Top positive review
96 people found this helpful
A Handsome Five Part Miniseries: A Great Benedict Cumberbatch Plays In A Romantic Triangle Set Against A World War I Backdrop
on March 22, 2013
Oddly enough, this handsome co-production (BBC and HBO) of "Parade's End" isn't even the first adaptation of this wartime saga that I've seen this month! BBC has also dusted another version from 1964 out of their archives for DVD release, and I watched that one prior to settling down to this most current version. Although it has no particular bearing on my comments about this interpretation, it might be of interest to you if you love the story. It features nice performances (Jeanne Moody is merciless as Sylvia) and boasts a young Judi Dench as the second female lead Valentine. I love Dench, so it was a win-win! Ford Madox Ford's "Parade's End" is an epic tale of love, scandal, marriage, and war. It is also about propriety, integrity, and retaining gentlemanly values as the world crumbles around you. It has a very moral center which is why the 1964 version didn't even feel particularly dated, and this lovely new adaptation is nicely stylized between the modern and the old-fashioned. The original publications were actually a series of four shorter novels released between 1924-28 that were pulled together and packaged under the new title of "Parade's End." And pretty much, with this journey, you're getting the bulk of the tale as related through the first three of these novels (the fourth is largely dismissed critically).
There is no denying the extraordinary efforts that the creators have employed to make this prestige piece a can't miss proposition for adult audiences. With beautiful production values, vivid lead performances and an incredibly literate script from premiere playwright Tom Stoppard, "Parade's End" presents a powerful, but not overstated, character journey set against the backdrop of World War I. We pick up with the characters prior to the war, and leave them on the other side. In between, though, everything changes about the lifestyles to which they have become accustomed. The star is Benedict Cumberbatch, who plays Christopher Tietjens. Tietjens is an upright aristocrat trapped in a rather complicated marriage to Sylvia (Rebecca Hall). After establishing the unpleasantness of this pairing, the story has Tietjens meeting a free spirited suffragette (Adelaide Clemens). The remainder of the story follows these three principles, and assorted other characters, as they navigate a world ravaged by war.
Brief Synopsis (No major spoilers, but don't read if you don't want a quick outline of events):
Told in five parts, the story begins in 1908. In the introductory chapter, we meet the three central characters.
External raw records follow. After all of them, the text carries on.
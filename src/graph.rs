//! Remote mail API client (Microsoft Graph-shaped).
//!
//! Thin wrapper over reqwest: user listing, mailbox probe, message pages,
//! raw MIME, and attachment listing. Listing responses carry items under
//! `value` and an opaque continuation URL under `@odata.nextLink`; the
//! client decodes pages and leaves pagination policy to
//! [`QuotaPager`](crate::paginator::QuotaPager).

use std::time::Duration;

use anyhow::{bail, Result};
use async_trait::async_trait;
use serde::Deserialize;
use serde_json::Value;

use crate::auth::AccessToken;
use crate::config::GraphConfig;
use crate::models::RemoteUser;
use crate::paginator::{Cursor, Page, PageSource, QuotaPager};

pub struct GraphClient {
    http: reqwest::Client,
    base_url: String,
    token: AccessToken,
}

/// An attachment record as returned by the attachments listing. Absent
/// `contentBytes` means the remote offered metadata only.
#[derive(Debug, Clone, Deserialize)]
pub struct RawAttachment {
    pub id: Option<String>,
    pub name: Option<String>,
    #[serde(rename = "contentType")]
    pub content_type: Option<String>,
    #[serde(rename = "contentBytes")]
    pub content_bytes: Option<String>,
}

impl GraphClient {
    pub fn new(config: &GraphConfig, token: AccessToken) -> Result<Self> {
        let http = reqwest::Client::builder()
            .timeout(Duration::from_secs(config.timeout_secs))
            .build()?;
        Ok(Self {
            http,
            base_url: config.base_url.trim_end_matches('/').to_string(),
            token,
        })
    }

    fn get(&self, url: &str) -> reqwest::RequestBuilder {
        self.http
            .get(url)
            .header("Authorization", format!("Bearer {}", self.token.as_str()))
    }

    /// Enumerate all users in the tenant directory, following pagination to
    /// completion. User enumeration carries no quota — it is bounded by
    /// directory size, not a collection parameter.
    pub async fn list_users(&self) -> Result<Vec<RemoteUser>> {
        let first = format!(
            "{}/users?$select=id,displayName,userPrincipalName",
            self.base_url
        );
        let source = UserPages { graph: self };
        let mut pager = QuotaPager::unbounded(&source, first);
        let mut users = Vec::new();
        while let Some(batch) = pager.next_page().await? {
            users.extend(batch);
        }
        Ok(users)
    }

    /// Probe whether the user has a mailbox by fetching their Inbox folder.
    /// Users without one (unlicensed, resource accounts) answer 404.
    pub async fn has_mailbox(&self, user_id: &str) -> Result<bool> {
        let url = format!("{}/users/{}/mailFolders/Inbox", self.base_url, user_id);
        let resp = self.get(&url).send().await?;
        Ok(resp.status().is_success())
    }

    /// First-page URL for a user's message listing with the given `$top`.
    pub fn first_messages_url(&self, user_id: &str, top: u64) -> String {
        format!("{}/users/{}/messages?$top={}", self.base_url, user_id, top)
    }

    /// Fetch the raw MIME representation of a message.
    pub async fn fetch_mime(&self, user_id: &str, message_id: &str) -> Result<Vec<u8>> {
        let url = format!(
            "{}/users/{}/messages/{}/$value",
            self.base_url, user_id, message_id
        );
        let resp = self.get(&url).send().await?;
        if !resp.status().is_success() {
            bail!("MIME fetch returned HTTP {}", resp.status());
        }
        Ok(resp.bytes().await?.to_vec())
    }

    /// List a message's attachments.
    pub async fn list_attachments(
        &self,
        user_id: &str,
        message_id: &str,
    ) -> Result<Vec<RawAttachment>> {
        let url = format!(
            "{}/users/{}/messages/{}/attachments",
            self.base_url, user_id, message_id
        );
        let resp = self.get(&url).send().await?;
        if !resp.status().is_success() {
            bail!("attachments listing returned HTTP {}", resp.status());
        }
        let body: Value = resp.json().await?;
        let items = body
            .get("value")
            .and_then(Value::as_array)
            .cloned()
            .unwrap_or_default();
        items
            .into_iter()
            .map(|v| serde_json::from_value(v).map_err(Into::into))
            .collect()
    }

    async fn fetch_listing_page(&self, url: &str) -> Result<Page<Value>> {
        let resp = self.get(url).send().await?;
        if !resp.status().is_success() {
            bail!("listing returned HTTP {}", resp.status());
        }
        let body: Value = resp.json().await?;
        Ok(parse_listing(body))
    }
}

/// Decode a listing body into a page. The continuation URL is opaque: it is
/// followed verbatim, never parsed or constructed.
fn parse_listing(body: Value) -> Page<Value> {
    let items = body
        .get("value")
        .and_then(Value::as_array)
        .cloned()
        .unwrap_or_default();
    let next = match body.get("@odata.nextLink").and_then(Value::as_str) {
        Some(url) => Cursor::Next(url.to_string()),
        None => Cursor::Done,
    };
    Page { items, next }
}

/// Message listing pages for one user.
pub struct MessagePages<'a> {
    graph: &'a GraphClient,
}

impl<'a> MessagePages<'a> {
    pub fn new(graph: &'a GraphClient) -> Self {
        Self { graph }
    }
}

#[async_trait]
impl PageSource for MessagePages<'_> {
    type Item = Value;

    async fn fetch(&self, url: &str) -> Result<Page<Value>> {
        self.graph.fetch_listing_page(url).await
    }
}

/// Directory user pages.
struct UserPages<'a> {
    graph: &'a GraphClient,
}

#[async_trait]
impl PageSource for UserPages<'_> {
    type Item = RemoteUser;

    async fn fetch(&self, url: &str) -> Result<Page<RemoteUser>> {
        let page = self.graph.fetch_listing_page(url).await?;
        let users = page
            .items
            .into_iter()
            .map(serde_json::from_value)
            .collect::<Result<Vec<RemoteUser>, _>>()?;
        Ok(Page {
            items: users,
            next: page.next,
        })
    }
}
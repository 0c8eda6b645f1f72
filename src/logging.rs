//! Tracing subscriber setup.
//!
//! `RUST_LOG` controls filtering (default `info`); `LOG_FORMAT=json`
//! switches to JSON lines.

use tracing_subscriber::EnvFilter;

#[derive(Debug, Clone, Copy, Default, PartialEq, Eq)]
pub enum LogFormat {
    #[default]
    Text,
    Json,
}

impl LogFormat {
    pub fn parse(value: &str) -> Self {
        if value.trim().eq_ignore_ascii_case("json") {
            LogFormat::Json
        } else {
            LogFormat::Text
        }
    }

    pub fn from_env() -> Self {
        std::env::var("LOG_FORMAT")
            .map(|value| Self::parse(&value))
            .unwrap_or_default()
    }
}

/// Install the global tracing subscriber
pub fn init_tracing(format: LogFormat) {
    let filter = EnvFilter::try_from_default_env().unwrap_or_else(|_| EnvFilter::new("info"));
    let builder = tracing_subscriber::fmt().with_env_filter(filter);

    match format {
        LogFormat::Json => builder.json().init(),
        LogFormat::Text => builder.init(),
    }
}
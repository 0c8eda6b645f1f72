//! # Localization Tests
//!
//! Message lookup and argument substitution for the embedded Fluent
//! resource.

use storefront::localization::{t, t_args, LocalizationManager};

#[cfg(test)]
mod tests {
    use super::*;

    fn setup_localization() -> LocalizationManager {
        LocalizationManager::new().expect("Failed to create localization manager")
    }

    #[test]
    fn test_get_message_existing_key() {
        let manager = setup_localization();

        let message = manager.get_message("cart-empty", &[]);
        assert_eq!(message, "Your cart is empty!");
    }

    #[test]
    fn test_get_message_nonexistent_key() {
        let manager = setup_localization();

        let message = manager.get_message("nonexistent-key", &[]);
        assert!(message.starts_with("Missing translation:"));
    }

    #[test]
    fn test_get_message_with_args() {
        let manager = setup_localization();

        let message = manager.get_message(
            "cart-line",
            &[("name", "Dummy Product A"), ("quantity", "2"), ("amount", "$20.00")],
        );
        // No bidi isolation marks around placeables
        assert_eq!(message, "- Dummy Product A (x2) - $20.00");
    }

    #[test]
    fn test_global_helpers() {
        assert_eq!(t("button-main-menu"), "Back to Main Menu");
        assert_eq!(
            t_args("cart-item-removed", &[("name", "Dummy Product C")]),
            "Dummy Product C removed from your cart."
        );
    }

    #[test]
    fn test_invalid_source_is_rejected() {
        assert!(LocalizationManager::from_source("broken = {").is_err());
    }
}
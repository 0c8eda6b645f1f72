//! # Checkout Module
//!
//! The checkout conversation is a linear state machine:
//!
//! ```text
//! AwaitingPhone -> AwaitingAddress -> AwaitingConfirmation -> Completed | Cancelled
//! ```
//!
//! Only the three waiting states are stored. Terminal outcomes are reported
//! as [`Transition`]s and the caller discards the session when it sees one.

use chrono::{DateTime, Utc};
use lazy_static::lazy_static;
use regex::Regex;
use serde::{Deserialize, Serialize};
use std::collections::HashMap;
use std::sync::{Mutex, MutexGuard, PoisonError};
use teloxide::types::UserId;

use crate::cart::CartView;
use crate::catalog::Price;
use crate::errors::ValidationError;

/// Minimum number of characters in a trimmed shipping address
pub const MIN_ADDRESS_LENGTH: usize = 5;

lazy_static! {
    static ref PHONE_REGEX: Regex =
        Regex::new(r"^\+?[0-9]{10,15}$").expect("Phone number pattern should be valid");
}

/// Validates a phone number: optional leading plus followed by 10 to 15 digits
pub fn validate_phone(input: &str) -> Result<String, ValidationError> {
    let trimmed = input.trim();
    if PHONE_REGEX.is_match(trimmed) {
        Ok(trimmed.to_string())
    } else {
        Err(ValidationError::Phone)
    }
}

/// Validates a shipping address
pub fn validate_address(input: &str) -> Result<String, ValidationError> {
    let trimmed = input.trim();
    if trimmed.chars().count() < MIN_ADDRESS_LENGTH {
        return Err(ValidationError::Address);
    }
    Ok(trimmed.to_string())
}

/// Where a user currently is in the checkout conversation
#[derive(Clone, Debug, PartialEq, Eq, Serialize, Deserialize)]
pub enum CheckoutState {
    AwaitingPhone {
        cart: CartView,
    },
    AwaitingAddress {
        cart: CartView,
        phone: String,
    },
    AwaitingConfirmation {
        cart: CartView,
        phone: String,
        address: String,
    },
}

/// Input delivered to an active checkout session
#[derive(Clone, Debug, PartialEq, Eq)]
pub enum CheckoutInput {
    /// Free-text message
    Text(String),
    /// "Confirm order" button
    Confirm,
    /// "Cancel order" button
    Cancel,
    /// Explicit abort command (`/cancel`)
    Abort,
    /// Any other command or a non-text message
    Unexpected,
}

/// A confirmed order
#[derive(Clone, Debug, PartialEq, Eq, Serialize, Deserialize)]
pub struct Order {
    pub cart: CartView,
    pub phone: String,
    pub address: String,
    pub placed_at: DateTime<Utc>,
}

impl Order {
    pub fn total(&self) -> Price {
        self.cart.total()
    }
}

/// Result of feeding one input to a checkout state
#[derive(Clone, Debug, PartialEq, Eq)]
pub enum Transition {
    /// Input rejected; the session stays in `state`
    Reprompt {
        state: CheckoutState,
        error: ValidationError,
    },
    /// Input accepted; the session moves to the new state
    Advance(CheckoutState),
    /// Input does not apply to this state and is ignored
    Unchanged(CheckoutState),
    /// Order confirmed; the cart is cleared and the session ends
    Completed(Order),
    /// Order cancelled; the session ends, the cart is kept
    Cancelled,
    /// Invalid input while awaiting confirmation; the session ends
    Failed,
    /// Aborted by command or unexpected message; the session ends
    Aborted,
}

impl Transition {
    /// Whether this transition ends the session
    pub fn is_terminal(&self) -> bool {
        matches!(
            self,
            Transition::Completed(_)
                | Transition::Cancelled
                | Transition::Failed
                | Transition::Aborted
        )
    }
}

impl CheckoutState {
    /// Entry state for a checkout over the given cart snapshot
    pub fn begin(cart: CartView) -> Self {
        CheckoutState::AwaitingPhone { cart }
    }

    pub fn cart(&self) -> &CartView {
        match self {
            CheckoutState::AwaitingPhone { cart }
            | CheckoutState::AwaitingAddress { cart, .. }
            | CheckoutState::AwaitingConfirmation { cart, .. } => cart,
        }
    }

    /// Apply one input
    pub fn step(self, input: CheckoutInput) -> Transition {
        use CheckoutInput as In;
        use CheckoutState as S;

        match (self, input) {
            // Fallbacks win over every state-specific rule
            (_, In::Abort | In::Unexpected) => Transition::Aborted,

            (S::AwaitingPhone { cart }, In::Text(text)) => match validate_phone(&text) {
                Ok(phone) => Transition::Advance(S::AwaitingAddress { cart, phone }),
                Err(error) => Transition::Reprompt {
                    state: S::AwaitingPhone { cart },
                    error,
                },
            },

            (S::AwaitingAddress { cart, phone }, In::Text(text)) => {
                match validate_address(&text) {
                    Ok(address) => Transition::Advance(S::AwaitingConfirmation {
                        cart,
                        phone,
                        address,
                    }),
                    Err(error) => Transition::Reprompt {
                        state: S::AwaitingAddress { cart, phone },
                        error,
                    },
                }
            }

            (
                S::AwaitingConfirmation {
                    cart,
                    phone,
                    address,
                },
                In::Confirm,
            ) => Transition::Completed(Order {
                cart,
                phone,
                address,
                placed_at: Utc::now(),
            }),
            (S::AwaitingConfirmation { .. }, In::Cancel) => Transition::Cancelled,
            (S::AwaitingConfirmation { .. }, In::Text(_)) => Transition::Failed,

            // Confirmation buttons from a stale summary before the summary exists
            (state, In::Confirm | In::Cancel) => Transition::Unchanged(state),
        }
    }
}

/// Active checkout sessions keyed by user, at most one per user
#[derive(Default)]
pub struct SessionStore {
    sessions: Mutex<HashMap<UserId, CheckoutState>>,
}

impl SessionStore {
    pub fn new() -> Self {
        Self::default()
    }

    fn sessions(&self) -> MutexGuard<'_, HashMap<UserId, CheckoutState>> {
        self.sessions.lock().unwrap_or_else(PoisonError::into_inner)
    }

    /// Start a checkout, replacing any session the user already had.
    /// Returns true when an existing session was overridden.
    pub fn begin(&self, user: UserId, cart: CartView) -> bool {
        self.sessions()
            .insert(user, CheckoutState::begin(cart))
            .is_some()
    }

    pub fn get(&self, user: UserId) -> Option<CheckoutState> {
        self.sessions().get(&user).cloned()
    }

    pub fn replace(&self, user: UserId, state: CheckoutState) {
        self.sessions().insert(user, state);
    }

    /// Discard the user's session
    pub fn end(&self, user: UserId) -> Option<CheckoutState> {
        self.sessions().remove(&user)
    }

    pub fn is_active(&self, user: UserId) -> bool {
        self.sessions().contains_key(&user)
    }

    pub fn active_count(&self) -> usize {
        self.sessions().len()
    }

    pub fn clear_all(&self) {
        self.sessions().clear();
    }
}
use anyhow::Result;
use std::sync::Arc;
use teloxide::prelude::*;
use teloxide::utils::command::BotCommands;
use tracing::{info, warn};

use storefront::bot::{self, Command};
use storefront::catalog::Catalog;
use storefront::config::Config;
use storefront::gateway::FsMediaProvider;
use storefront::logging::{init_tracing, LogFormat};
use storefront::storefront::Storefront;

#[tokio::main]
async fn main() -> Result<()> {
    // Load environment variables from .env file
    dotenv::dotenv().ok();

    // Initialize logging
    init_tracing(LogFormat::from_env());

    info!("Starting Storefront Telegram Bot");

    // A missing token is fatal, there is no retry
    let config = Config::from_env()?;
    info!(config = ?config, "Configuration loaded");

    let catalog = match &config.catalog_path {
        Some(path) => Catalog::load(path)?,
        None => Catalog::builtin(),
    };

    let media = Arc::new(FsMediaProvider::new(&config.media_dir));
    let app = Arc::new(Storefront::new(catalog, media));

    // Initialize the bot
    let bot = Bot::new(&config.bot_token);
    let me = bot.get_me().await?;
    info!(username = %me.username(), "Bot initialized");

    if let Err(e) = bot.set_my_commands(Command::bot_commands()).await {
        warn!(error = %e, "Failed to register bot commands");
    }

    info!("Starting dispatcher");

    Dispatcher::builder(bot, bot::schema())
        .dependencies(dptree::deps![Arc::clone(&app), me])
        .enable_ctrlc_handler()
        .build()
        .dispatch()
        .await;

    app.shutdown();
    info!("Storefront bot stopped");

    Ok(())
}
//! UI Builder module for creating keyboards and formatting messages

use teloxide::types::{InlineKeyboardButton, InlineKeyboardMarkup};

// Import localization
use crate::localization::{t, t_args};

// Import storefront types
use crate::cart::CartView;
use crate::catalog::Product;

use super::actions::Action;

fn button(label: String, action: Action) -> InlineKeyboardButton {
    InlineKeyboardButton::callback(label, action.callback_data())
}

fn main_menu_row() -> Vec<InlineKeyboardButton> {
    vec![button(t("button-main-menu"), Action::MainMenu)]
}

/// Main menu: browse, cart, checkout
pub fn main_menu_keyboard() -> InlineKeyboardMarkup {
    InlineKeyboardMarkup::new(vec![
        vec![button(t("button-view-products"), Action::ViewProducts)],
        vec![button(t("button-view-cart"), Action::ViewCart)],
        vec![button(t("button-checkout"), Action::Checkout)],
    ])
}

/// Navigation and "add to cart" controls for the product at `index`
pub fn product_keyboard(product: &Product, index: usize) -> InlineKeyboardMarkup {
    InlineKeyboardMarkup::new(vec![
        vec![
            button(t("button-previous"), Action::PrevProduct(index)),
            button(t("button-next"), Action::NextProduct(index)),
        ],
        vec![button(
            t_args("button-add", &[("name", product.name.as_str())]),
            Action::AddToCart(product.id.clone()),
        )],
        main_menu_row(),
    ])
}

/// Caption shown under a product photo
pub fn format_product_caption(product: &Product, index: usize, count: usize) -> String {
    let price = product.price.to_string();
    let position = (index + 1).to_string();
    let count = count.to_string();
    format!(
        "{}\n{}\n\n{}",
        t_args(
            "product-title",
            &[("name", product.name.as_str()), ("price", price.as_str())]
        ),
        product.description,
        t_args(
            "product-position",
            &[("position", position.as_str()), ("count", count.as_str())]
        )
    )
}

/// Shown after adding or removing an item
pub fn cart_updated_keyboard() -> InlineKeyboardMarkup {
    InlineKeyboardMarkup::new(vec![
        vec![button(t("button-view-cart"), Action::ViewCart)],
        vec![button(t("button-continue-shopping"), Action::ViewProducts)],
        main_menu_row(),
    ])
}

/// Shown when a removal targeted a product that was not in the cart
pub fn item_missing_keyboard() -> InlineKeyboardMarkup {
    InlineKeyboardMarkup::new(vec![
        vec![button(t("button-view-cart"), Action::ViewCart)],
        main_menu_row(),
    ])
}

/// Shown with an empty cart
pub fn empty_cart_keyboard() -> InlineKeyboardMarkup {
    InlineKeyboardMarkup::new(vec![
        vec![button(t("button-view-products"), Action::ViewProducts)],
        main_menu_row(),
    ])
}

/// Itemized cart lines, one per product
pub fn format_cart_lines(cart: &CartView) -> String {
    let mut result = String::new();

    for line in &cart.lines {
        let quantity = line.quantity.to_string();
        let amount = line.amount().to_string();
        result.push_str(&t_args(
            "cart-line",
            &[
                ("name", line.name.as_str()),
                ("quantity", quantity.as_str()),
                ("amount", amount.as_str()),
            ],
        ));
        result.push('\n');
    }

    result
}

fn format_total(cart: &CartView) -> String {
    let total = cart.total().to_string();
    t_args("cart-total", &[("total", total.as_str())])
}

/// Full cart listing with total
pub fn format_cart(cart: &CartView) -> String {
    format!(
        "{}\n\n{}\n{}",
        t("cart-title"),
        format_cart_lines(cart),
        format_total(cart)
    )
}

/// One "remove" button per line plus checkout and navigation
pub fn cart_keyboard(cart: &CartView) -> InlineKeyboardMarkup {
    let mut buttons: Vec<Vec<InlineKeyboardButton>> = cart
        .lines
        .iter()
        .map(|line| {
            vec![button(
                t_args("button-remove", &[("name", line.name.as_str())]),
                Action::RemoveFromCart(line.product_id.clone()),
            )]
        })
        .collect();

    buttons.push(vec![button(t("button-checkout"), Action::Checkout)]);
    buttons.push(vec![button(
        t("button-continue-shopping"),
        Action::ViewProducts,
    )]);
    buttons.push(main_menu_row());

    InlineKeyboardMarkup::new(buttons)
}

/// Order summary presented before confirmation
pub fn format_order_summary(cart: &CartView, phone: &str, address: &str) -> String {
    format!(
        "{}\n\n{}\n{}\n{}\n{}",
        t("order-summary-title"),
        format_cart_lines(cart),
        format_total(cart),
        t_args("order-summary-phone", &[("phone", phone)]),
        t_args("order-summary-address", &[("address", address)])
    )
}

pub fn confirmation_keyboard() -> InlineKeyboardMarkup {
    InlineKeyboardMarkup::new(vec![
        vec![button(t("button-confirm-order"), Action::ConfirmOrder)],
        vec![button(t("button-cancel-order"), Action::CancelOrder)],
    ])
}

pub fn back_to_menu_keyboard() -> InlineKeyboardMarkup {
    InlineKeyboardMarkup::new(vec![main_menu_row()])
}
As Tietjens attempts to be the proper gentleman in every circumstance, the cards seem stacked against him. Cuckolded by a vicious wife, intrigued by a new love, and trying to be a supportive friend, he finds himself in the middle of drama and scandal that is completely unwarranted. Playing off themes of class and gender, Tietjens is almost victimized by propriety and the results are very personal and devastating. These complications lead to a stint in military service while the war rages. He gets stationed in France and later in Belgium, the conflict is just one more component in his constant struggle for understanding. Plagued by moral and social constraints, the war only compounds these concerns. It is almost a physical manifestation of an internal battle. While he will see some fighting, the biggest challenges still come from within. But as the war comes to a close, Tietjens must return home and try to reconcile the horrors he's seen. But into whose arms will he find himself? The war and his recent experiences with Sylvia have really taken a toll, and his soul is battered and bruised. As he recounts the trauma, the confession serves as a catharsis. But is it too late to claim a new life?
The supporting cast is filled with great and familiar faces. Not everyone, though, has a lot to do. Miranda Richardson, Claire Higgins, Rupert Everett, Janet McTeer, Roger Allam, Rufus Sewell, and Jack Huston are among some of the more recognizable faces. Rebecca Hall elicits some sympathy as Sylvia (not an easy thing to do) and is quite good. She has been rather inconsistent or unremarkable in some of her past roles (one of 2012's worst performances in Stephen Frears' terrible misfire "Lay The Favorite"), but she acquits herself well here. Of course, it helps that she gets all the great withering lines! The piece, however, is just one more showcase for the increasingly impressive Cumberbatch. His versatility and talent are becoming a force to be reckoned with! He is fantastic throughout in a challenging role. A slight miscalculation for me was Clemens as Valentine. Supposed to be a strong suffragette, she comes off a bit wan and less interesting than those around her. Overall, this is a dignified period piece that takes its time. It requires patience and rewards it. It may not be for every taste but I, for one, was more than happy to take this emotional sojourn. About 4 1/2 stars. KGHarris, 3/13.